_Assignment_
Could you print, exactly as they stand, the lines from the one holding "for convenient imports." to the end of the data below, and nothing more?

○ ○ ○

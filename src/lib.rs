//! A CPU-based software-rendered 3D graphics engine.
//!
//! This crate implements the classic rasterization pipeline entirely on the
//! CPU: model/view/projection transforms, perspective divide, back-face
//! culling, flat Phong lighting, and scanline rasterization with z-buffer
//! depth testing. Finished frames are written out as PPM or PNG images.
//!
//! # Quick Start
//!
//! ```ignore
//! use rastra::prelude::*;
//!
//! let mut renderer = Renderer::new(800, 600);
//! let scene = Scene::demo();
//! scene.render(&mut renderer, false);
//! renderer.save_image("render.ppm");
//! ```

pub mod camera;
pub mod color;
pub mod light;
pub mod material;
pub mod math;
pub mod mesh;
pub mod render;
pub mod scene;

// Re-export the main entry points at the crate root for convenience
pub use mesh::{Mesh, MeshLoadError};
pub use render::{Framebuffer, Renderer};
pub use scene::Scene;

/// Prelude module for convenient imports.
///
/// # Example
/// ```ignore
/// use rastra::prelude::*;
/// ```
pub mod prelude {
    // Scene building
    pub use crate::camera::Camera;
    pub use crate::light::{Light, LightKind};
    pub use crate::material::Material;
    pub use crate::mesh::{Mesh, Vertex};
    pub use crate::scene::Scene;

    // Math
    pub use crate::math::mat4::Mat4;
    pub use crate::math::vec3::Vec3;

    // Rendering
    pub use crate::render::{Framebuffer, Renderer};
}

○ ○ ○

_Exercise output_
/// Prelude module for convenient imports.
///
/// # Example
/// ```ignore
/// use rastra::prelude::*;
/// ```
pub mod prelude {
    // Scene building
    pub use crate::camera::Camera;
    pub use crate::light::{Light, LightKind};
    pub use crate::material::Material;
    pub use crate::mesh::{Mesh, Vertex};
    pub use crate::scene::Scene;

    // Math
    pub use crate::math::mat4::Mat4;
    pub use crate::math::vec3::Vec3;

    // Rendering
    pub use crate::render::{Framebuffer, Renderer};
}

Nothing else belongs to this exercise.